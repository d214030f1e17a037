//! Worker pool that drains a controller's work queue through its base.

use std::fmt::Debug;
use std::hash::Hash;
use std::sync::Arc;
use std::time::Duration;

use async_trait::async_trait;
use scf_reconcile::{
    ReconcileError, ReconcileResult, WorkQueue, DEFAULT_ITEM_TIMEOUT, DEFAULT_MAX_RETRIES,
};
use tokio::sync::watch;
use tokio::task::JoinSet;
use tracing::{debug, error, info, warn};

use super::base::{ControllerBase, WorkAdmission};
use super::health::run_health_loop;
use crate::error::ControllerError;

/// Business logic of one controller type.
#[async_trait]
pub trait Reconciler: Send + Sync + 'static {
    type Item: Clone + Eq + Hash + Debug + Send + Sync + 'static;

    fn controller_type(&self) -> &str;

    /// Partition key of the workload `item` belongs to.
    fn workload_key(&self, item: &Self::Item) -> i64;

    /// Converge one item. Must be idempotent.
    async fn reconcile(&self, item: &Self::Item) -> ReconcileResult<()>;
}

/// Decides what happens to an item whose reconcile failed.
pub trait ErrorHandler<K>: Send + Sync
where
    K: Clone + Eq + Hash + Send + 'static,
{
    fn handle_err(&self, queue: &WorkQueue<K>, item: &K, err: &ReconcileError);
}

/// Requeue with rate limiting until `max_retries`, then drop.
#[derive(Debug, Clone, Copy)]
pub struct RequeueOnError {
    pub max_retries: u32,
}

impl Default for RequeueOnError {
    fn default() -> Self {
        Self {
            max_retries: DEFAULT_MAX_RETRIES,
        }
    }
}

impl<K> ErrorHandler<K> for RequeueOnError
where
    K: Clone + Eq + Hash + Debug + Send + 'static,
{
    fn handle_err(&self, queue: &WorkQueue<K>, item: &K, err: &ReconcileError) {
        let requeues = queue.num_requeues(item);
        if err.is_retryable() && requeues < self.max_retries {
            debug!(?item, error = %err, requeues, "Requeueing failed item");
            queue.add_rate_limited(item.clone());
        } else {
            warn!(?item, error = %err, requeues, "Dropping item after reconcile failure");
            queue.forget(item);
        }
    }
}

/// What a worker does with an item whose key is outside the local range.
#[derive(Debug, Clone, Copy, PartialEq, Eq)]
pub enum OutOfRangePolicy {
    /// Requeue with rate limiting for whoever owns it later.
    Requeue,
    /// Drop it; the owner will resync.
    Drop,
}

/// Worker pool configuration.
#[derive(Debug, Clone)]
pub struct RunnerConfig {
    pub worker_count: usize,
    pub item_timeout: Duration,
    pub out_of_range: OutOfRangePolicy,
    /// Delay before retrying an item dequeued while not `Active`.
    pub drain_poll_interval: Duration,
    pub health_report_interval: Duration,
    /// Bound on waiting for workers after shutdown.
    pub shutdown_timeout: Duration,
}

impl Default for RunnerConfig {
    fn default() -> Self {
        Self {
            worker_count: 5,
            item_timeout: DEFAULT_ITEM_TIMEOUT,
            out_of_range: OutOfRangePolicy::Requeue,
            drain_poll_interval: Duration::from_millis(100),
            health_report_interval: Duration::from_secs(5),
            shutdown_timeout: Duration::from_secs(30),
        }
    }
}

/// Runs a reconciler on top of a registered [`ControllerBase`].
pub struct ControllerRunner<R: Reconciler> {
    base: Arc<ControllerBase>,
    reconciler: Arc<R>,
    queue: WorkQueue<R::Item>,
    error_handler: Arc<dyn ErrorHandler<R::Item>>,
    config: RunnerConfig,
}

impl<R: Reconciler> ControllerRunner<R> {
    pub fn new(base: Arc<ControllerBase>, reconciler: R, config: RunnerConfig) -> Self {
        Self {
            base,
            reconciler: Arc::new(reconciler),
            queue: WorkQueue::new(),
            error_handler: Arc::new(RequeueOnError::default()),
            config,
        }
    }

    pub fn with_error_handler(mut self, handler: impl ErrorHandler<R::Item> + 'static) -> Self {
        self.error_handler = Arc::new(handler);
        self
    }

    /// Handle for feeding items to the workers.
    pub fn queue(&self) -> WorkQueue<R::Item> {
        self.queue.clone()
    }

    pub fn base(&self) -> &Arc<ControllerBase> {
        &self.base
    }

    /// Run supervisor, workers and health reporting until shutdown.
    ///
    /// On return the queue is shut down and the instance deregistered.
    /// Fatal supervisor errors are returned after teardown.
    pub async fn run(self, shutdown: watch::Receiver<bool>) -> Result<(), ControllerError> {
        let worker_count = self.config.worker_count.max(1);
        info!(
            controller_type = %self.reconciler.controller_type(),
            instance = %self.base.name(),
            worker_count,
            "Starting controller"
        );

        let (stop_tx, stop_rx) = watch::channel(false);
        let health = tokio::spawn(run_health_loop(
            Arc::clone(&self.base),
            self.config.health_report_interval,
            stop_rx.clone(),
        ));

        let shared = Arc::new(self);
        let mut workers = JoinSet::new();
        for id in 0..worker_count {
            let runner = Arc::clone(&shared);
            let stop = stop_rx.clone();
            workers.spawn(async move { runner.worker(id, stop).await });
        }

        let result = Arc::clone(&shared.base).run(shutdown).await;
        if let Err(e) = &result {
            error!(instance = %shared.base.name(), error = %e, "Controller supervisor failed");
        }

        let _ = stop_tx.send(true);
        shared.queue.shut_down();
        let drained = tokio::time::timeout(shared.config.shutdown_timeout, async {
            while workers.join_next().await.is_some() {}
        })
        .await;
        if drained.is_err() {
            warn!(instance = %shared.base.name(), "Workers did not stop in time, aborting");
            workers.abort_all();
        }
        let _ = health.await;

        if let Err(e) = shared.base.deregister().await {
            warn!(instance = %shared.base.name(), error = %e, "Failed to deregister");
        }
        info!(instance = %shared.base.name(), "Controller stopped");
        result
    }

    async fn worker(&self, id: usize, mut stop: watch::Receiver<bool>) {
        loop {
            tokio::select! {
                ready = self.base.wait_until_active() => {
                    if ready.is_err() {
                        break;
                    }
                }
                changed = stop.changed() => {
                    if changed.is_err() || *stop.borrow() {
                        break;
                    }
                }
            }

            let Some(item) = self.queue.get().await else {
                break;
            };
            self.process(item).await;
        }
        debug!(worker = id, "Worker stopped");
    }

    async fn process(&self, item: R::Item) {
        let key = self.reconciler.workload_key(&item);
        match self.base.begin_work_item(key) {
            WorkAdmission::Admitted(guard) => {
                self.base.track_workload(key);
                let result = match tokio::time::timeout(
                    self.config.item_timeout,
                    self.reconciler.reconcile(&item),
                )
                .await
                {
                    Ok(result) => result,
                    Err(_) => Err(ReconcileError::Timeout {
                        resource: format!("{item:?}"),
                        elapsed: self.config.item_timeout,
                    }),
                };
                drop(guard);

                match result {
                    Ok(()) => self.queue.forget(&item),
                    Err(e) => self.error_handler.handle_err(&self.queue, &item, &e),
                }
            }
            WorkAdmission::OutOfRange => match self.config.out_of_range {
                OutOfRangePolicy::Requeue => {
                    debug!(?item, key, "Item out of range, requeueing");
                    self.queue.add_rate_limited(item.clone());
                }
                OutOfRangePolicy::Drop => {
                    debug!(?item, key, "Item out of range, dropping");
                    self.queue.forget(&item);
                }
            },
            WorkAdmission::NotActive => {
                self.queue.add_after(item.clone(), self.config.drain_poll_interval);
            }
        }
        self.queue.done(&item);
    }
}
######
◆ TASK PROMPT
Copy every line of the material in which the word "ErrorHandler" occurs.

◆ TASK SOLUTION
pub trait ErrorHandler<K>: Send + Sync
impl<K> ErrorHandler<K> for RequeueOnError
    error_handler: Arc<dyn ErrorHandler<R::Item>>,
    pub fn with_error_handler(mut self, handler: impl ErrorHandler<R::Item> + 'static) -> Self {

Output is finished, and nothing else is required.